Material for the task:
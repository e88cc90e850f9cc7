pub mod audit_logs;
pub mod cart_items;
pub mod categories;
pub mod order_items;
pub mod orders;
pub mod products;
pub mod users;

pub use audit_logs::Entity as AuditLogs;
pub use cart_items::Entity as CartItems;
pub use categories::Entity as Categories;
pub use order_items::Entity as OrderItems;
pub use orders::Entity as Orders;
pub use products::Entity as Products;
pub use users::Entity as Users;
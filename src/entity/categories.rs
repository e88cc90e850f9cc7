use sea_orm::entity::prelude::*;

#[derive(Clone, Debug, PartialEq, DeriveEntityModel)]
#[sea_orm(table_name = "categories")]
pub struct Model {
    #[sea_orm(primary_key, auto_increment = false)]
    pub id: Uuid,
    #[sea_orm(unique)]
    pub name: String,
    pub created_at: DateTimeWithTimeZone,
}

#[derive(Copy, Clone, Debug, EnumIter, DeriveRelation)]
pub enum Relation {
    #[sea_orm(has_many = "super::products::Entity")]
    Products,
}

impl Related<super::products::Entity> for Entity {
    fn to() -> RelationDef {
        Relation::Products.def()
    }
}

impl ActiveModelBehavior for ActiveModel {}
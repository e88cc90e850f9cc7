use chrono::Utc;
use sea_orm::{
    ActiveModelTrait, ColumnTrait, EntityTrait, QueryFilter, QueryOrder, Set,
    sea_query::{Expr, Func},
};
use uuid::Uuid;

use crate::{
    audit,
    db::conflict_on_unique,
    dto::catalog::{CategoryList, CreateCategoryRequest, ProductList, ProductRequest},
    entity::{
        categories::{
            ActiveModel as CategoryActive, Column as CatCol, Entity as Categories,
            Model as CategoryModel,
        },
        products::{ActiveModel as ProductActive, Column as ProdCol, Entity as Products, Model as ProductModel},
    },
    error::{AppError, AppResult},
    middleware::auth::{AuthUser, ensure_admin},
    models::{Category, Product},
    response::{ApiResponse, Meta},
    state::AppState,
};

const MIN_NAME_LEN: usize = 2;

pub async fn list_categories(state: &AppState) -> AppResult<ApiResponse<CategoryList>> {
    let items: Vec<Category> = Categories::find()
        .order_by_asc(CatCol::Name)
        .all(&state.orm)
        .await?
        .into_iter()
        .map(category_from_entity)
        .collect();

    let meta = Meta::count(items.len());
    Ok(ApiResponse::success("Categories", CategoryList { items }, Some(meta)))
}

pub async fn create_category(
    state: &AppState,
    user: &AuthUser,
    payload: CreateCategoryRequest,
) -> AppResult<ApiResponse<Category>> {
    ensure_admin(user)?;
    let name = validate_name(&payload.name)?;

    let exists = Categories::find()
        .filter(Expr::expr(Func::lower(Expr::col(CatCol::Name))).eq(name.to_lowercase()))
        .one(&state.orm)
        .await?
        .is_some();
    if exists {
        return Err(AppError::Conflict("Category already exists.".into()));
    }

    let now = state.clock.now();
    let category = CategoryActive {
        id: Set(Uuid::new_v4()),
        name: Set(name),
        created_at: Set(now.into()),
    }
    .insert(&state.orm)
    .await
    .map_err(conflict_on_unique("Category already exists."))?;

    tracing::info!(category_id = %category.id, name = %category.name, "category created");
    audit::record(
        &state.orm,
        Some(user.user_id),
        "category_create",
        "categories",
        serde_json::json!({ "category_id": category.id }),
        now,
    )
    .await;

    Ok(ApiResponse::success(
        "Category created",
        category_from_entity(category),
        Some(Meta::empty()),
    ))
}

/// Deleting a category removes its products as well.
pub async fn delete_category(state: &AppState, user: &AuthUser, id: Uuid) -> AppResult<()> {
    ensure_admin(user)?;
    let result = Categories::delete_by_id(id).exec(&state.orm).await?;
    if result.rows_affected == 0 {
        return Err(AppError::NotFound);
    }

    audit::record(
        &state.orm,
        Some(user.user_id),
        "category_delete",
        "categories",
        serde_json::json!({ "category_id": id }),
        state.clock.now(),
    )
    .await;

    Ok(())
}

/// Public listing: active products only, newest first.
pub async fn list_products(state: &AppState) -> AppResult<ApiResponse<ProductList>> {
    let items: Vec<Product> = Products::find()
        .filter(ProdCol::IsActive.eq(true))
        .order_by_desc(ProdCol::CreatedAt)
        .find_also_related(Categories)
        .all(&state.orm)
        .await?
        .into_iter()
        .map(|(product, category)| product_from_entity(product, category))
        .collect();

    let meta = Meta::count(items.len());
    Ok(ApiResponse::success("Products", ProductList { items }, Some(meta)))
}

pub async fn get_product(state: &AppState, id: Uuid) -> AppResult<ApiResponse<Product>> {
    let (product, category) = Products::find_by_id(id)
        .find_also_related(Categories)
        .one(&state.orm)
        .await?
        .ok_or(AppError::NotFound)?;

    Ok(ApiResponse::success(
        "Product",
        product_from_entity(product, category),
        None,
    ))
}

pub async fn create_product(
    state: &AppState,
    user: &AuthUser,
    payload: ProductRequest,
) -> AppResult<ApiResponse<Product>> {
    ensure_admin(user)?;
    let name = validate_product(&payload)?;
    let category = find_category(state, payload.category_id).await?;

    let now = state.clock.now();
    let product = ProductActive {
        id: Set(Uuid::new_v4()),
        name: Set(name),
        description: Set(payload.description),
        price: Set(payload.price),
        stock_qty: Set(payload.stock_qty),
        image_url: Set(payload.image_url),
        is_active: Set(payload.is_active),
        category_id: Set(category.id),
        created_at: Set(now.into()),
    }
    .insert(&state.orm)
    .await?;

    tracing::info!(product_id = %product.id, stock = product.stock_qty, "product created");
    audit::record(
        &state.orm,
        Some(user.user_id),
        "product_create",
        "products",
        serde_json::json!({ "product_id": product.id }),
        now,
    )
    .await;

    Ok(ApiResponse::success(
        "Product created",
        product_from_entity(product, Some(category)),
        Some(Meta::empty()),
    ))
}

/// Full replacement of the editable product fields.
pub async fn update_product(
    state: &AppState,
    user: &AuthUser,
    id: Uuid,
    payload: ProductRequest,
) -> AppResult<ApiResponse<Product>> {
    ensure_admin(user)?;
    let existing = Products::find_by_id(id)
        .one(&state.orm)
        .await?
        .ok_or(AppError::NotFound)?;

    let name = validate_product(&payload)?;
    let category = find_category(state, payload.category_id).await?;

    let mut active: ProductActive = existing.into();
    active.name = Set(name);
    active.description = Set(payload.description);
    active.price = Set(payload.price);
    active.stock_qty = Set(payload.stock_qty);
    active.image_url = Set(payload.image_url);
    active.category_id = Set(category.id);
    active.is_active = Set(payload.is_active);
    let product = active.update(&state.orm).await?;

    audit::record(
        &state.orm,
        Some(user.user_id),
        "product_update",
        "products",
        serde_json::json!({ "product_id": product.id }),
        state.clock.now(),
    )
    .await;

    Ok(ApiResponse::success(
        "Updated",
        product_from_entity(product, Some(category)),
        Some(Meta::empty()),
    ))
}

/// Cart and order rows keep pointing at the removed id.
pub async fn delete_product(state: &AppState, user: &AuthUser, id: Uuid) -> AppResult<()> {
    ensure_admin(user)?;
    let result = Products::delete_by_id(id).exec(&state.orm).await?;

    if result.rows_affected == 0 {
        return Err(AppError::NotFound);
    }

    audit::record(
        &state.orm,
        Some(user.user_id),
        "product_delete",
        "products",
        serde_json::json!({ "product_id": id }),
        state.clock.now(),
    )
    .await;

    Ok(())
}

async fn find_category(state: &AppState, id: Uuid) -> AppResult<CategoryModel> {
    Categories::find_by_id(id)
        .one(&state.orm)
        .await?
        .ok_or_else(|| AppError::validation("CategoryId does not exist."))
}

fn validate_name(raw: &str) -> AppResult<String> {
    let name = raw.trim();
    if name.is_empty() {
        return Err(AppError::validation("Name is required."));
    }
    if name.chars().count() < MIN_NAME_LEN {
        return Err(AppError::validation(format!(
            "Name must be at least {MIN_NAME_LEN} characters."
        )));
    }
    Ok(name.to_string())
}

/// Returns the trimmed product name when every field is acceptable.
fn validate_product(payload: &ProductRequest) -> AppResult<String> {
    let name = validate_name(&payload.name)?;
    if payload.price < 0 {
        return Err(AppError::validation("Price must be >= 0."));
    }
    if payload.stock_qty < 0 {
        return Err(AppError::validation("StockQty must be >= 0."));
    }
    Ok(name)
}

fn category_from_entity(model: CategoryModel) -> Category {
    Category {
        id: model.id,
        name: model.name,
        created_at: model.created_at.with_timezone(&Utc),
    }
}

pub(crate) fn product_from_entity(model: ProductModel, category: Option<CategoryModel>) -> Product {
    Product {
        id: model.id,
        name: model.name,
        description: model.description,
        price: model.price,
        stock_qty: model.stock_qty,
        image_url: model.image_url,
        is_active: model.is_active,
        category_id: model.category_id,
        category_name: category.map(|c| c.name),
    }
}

Work instruction:
Exactly how many lines of the data include the word "exec"? Reply with that number only.

Written response:
2